Dataset entries:
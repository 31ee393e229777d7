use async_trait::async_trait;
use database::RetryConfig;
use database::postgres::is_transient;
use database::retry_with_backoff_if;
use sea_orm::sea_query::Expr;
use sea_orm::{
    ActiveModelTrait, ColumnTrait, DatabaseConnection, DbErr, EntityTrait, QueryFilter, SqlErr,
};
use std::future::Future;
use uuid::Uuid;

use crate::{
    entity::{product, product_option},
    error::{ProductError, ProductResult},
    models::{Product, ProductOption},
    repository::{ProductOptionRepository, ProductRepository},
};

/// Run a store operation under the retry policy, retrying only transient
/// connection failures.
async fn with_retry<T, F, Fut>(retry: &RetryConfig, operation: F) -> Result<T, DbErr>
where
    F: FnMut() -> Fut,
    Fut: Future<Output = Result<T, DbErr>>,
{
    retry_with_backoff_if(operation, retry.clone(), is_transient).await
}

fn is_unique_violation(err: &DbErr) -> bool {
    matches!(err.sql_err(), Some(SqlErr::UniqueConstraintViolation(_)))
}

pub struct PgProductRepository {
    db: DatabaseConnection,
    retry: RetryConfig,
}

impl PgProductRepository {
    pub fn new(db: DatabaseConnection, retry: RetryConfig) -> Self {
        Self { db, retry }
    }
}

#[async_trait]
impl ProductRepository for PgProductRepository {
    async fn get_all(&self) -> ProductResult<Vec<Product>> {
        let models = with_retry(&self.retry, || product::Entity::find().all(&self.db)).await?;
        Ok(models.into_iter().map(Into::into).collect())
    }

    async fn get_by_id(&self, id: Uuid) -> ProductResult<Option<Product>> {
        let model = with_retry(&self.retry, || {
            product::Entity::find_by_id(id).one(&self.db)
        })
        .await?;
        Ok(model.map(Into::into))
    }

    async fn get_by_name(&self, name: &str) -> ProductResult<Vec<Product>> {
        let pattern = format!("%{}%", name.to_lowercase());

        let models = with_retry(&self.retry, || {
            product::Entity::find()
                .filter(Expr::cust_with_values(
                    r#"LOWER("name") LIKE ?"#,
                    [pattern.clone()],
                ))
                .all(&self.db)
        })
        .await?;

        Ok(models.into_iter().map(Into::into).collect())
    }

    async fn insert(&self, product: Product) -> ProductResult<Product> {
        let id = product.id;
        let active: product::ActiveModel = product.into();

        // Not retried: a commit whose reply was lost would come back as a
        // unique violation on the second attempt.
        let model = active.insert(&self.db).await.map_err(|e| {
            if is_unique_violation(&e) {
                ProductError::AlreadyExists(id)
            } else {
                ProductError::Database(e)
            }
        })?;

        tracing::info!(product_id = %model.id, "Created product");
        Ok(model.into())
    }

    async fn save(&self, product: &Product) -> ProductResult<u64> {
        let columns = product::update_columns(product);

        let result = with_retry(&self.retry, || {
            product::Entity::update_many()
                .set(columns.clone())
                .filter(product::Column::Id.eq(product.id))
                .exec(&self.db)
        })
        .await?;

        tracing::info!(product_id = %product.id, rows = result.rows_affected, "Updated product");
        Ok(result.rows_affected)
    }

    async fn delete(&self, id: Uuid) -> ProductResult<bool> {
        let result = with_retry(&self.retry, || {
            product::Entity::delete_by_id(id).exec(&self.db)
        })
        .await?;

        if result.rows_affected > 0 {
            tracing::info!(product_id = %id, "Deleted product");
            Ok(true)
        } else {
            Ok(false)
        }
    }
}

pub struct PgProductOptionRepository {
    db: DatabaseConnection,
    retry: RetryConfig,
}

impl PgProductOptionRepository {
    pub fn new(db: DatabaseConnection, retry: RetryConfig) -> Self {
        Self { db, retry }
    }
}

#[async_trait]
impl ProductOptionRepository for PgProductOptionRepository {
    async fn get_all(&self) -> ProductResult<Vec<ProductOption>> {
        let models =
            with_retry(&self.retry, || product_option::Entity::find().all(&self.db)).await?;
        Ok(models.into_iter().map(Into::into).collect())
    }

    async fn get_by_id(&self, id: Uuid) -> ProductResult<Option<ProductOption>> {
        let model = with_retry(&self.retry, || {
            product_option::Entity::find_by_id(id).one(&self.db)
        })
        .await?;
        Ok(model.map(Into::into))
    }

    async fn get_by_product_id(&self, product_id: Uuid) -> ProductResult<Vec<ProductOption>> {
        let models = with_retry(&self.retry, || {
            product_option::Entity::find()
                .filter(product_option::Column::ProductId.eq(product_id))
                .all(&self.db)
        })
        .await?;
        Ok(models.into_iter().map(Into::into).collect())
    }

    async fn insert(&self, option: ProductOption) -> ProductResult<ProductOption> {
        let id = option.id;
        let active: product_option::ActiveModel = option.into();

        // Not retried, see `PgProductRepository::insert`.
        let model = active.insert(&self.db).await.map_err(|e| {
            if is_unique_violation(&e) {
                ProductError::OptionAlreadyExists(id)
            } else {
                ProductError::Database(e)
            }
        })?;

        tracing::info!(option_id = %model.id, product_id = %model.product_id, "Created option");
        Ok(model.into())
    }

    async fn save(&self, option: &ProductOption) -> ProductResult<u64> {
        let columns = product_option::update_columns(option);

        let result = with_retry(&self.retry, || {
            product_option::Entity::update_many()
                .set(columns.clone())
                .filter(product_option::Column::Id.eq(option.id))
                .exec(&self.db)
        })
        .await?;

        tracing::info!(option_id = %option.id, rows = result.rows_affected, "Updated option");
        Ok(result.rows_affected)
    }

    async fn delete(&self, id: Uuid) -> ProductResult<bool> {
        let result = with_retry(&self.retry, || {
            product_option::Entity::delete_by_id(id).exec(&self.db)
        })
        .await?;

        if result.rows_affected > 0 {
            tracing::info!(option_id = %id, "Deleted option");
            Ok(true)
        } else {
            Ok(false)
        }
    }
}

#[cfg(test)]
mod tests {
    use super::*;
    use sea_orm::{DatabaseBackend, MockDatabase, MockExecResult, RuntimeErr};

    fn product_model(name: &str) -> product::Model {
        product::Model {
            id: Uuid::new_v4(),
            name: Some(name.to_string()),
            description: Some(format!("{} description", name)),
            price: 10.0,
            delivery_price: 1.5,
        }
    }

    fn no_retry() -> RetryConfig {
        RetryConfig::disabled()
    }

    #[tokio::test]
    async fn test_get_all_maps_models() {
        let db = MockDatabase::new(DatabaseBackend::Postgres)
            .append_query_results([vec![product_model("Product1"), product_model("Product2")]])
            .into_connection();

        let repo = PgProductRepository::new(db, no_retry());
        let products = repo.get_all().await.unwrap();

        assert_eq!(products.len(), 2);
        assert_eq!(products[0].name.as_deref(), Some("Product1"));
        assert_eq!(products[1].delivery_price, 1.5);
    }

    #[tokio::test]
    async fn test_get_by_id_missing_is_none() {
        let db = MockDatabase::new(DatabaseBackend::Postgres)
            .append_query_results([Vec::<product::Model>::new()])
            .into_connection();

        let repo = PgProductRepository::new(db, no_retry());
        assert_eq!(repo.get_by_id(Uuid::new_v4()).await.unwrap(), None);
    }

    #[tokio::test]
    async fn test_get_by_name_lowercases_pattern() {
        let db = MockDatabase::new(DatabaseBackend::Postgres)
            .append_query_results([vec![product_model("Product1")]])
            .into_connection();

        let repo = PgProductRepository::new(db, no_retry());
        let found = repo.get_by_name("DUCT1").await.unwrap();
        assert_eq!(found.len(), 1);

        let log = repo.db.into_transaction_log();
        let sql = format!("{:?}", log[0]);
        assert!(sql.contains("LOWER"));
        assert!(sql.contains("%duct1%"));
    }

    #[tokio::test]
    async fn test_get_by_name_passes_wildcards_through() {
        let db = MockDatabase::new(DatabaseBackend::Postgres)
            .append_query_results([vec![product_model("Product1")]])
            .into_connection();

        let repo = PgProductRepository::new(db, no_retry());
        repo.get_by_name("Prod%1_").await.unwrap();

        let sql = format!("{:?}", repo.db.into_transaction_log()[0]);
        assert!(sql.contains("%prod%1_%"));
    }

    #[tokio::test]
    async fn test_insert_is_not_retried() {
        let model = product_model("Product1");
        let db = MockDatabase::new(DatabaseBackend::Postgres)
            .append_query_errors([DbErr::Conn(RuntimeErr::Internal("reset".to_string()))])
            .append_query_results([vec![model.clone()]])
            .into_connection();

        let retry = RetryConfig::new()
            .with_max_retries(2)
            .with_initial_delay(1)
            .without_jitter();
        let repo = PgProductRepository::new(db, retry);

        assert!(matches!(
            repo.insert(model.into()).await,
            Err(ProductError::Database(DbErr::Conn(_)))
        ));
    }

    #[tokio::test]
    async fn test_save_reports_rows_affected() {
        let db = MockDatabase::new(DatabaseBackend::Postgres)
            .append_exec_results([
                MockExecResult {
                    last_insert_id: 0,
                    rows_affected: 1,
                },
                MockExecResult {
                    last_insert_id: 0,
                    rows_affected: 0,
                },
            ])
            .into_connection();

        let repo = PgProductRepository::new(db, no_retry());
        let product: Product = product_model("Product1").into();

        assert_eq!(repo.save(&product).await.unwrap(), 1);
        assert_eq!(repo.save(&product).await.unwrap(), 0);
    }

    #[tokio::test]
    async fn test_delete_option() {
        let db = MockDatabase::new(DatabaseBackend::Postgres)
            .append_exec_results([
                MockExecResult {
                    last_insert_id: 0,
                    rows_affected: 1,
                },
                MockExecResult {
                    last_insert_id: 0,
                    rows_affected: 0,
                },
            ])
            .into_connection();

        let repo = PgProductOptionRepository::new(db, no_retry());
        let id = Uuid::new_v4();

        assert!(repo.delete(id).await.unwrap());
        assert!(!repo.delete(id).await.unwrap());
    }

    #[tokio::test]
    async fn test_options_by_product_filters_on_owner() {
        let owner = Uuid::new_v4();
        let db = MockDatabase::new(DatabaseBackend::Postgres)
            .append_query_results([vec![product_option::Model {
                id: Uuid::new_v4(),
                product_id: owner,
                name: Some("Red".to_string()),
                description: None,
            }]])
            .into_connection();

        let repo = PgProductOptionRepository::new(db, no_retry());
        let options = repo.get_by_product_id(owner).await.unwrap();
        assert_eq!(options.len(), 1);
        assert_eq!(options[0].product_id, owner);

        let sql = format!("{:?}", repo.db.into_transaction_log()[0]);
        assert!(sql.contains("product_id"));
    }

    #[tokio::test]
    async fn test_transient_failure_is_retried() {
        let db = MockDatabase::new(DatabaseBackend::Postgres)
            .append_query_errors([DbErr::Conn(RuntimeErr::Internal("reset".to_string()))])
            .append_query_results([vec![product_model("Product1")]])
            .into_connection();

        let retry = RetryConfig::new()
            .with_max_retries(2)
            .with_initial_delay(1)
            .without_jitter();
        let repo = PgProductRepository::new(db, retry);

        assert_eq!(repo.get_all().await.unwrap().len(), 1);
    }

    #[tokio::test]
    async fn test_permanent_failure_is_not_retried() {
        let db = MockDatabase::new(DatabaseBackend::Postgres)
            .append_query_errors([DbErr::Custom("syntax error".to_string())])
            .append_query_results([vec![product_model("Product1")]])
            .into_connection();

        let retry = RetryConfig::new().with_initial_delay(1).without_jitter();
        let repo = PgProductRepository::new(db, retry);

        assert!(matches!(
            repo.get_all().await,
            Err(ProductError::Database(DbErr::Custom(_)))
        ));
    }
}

» WHAT YOU HAVE TO DO: The answer should be a single number: how many lines in the entries contain "format".

» RESULT BELOW: 5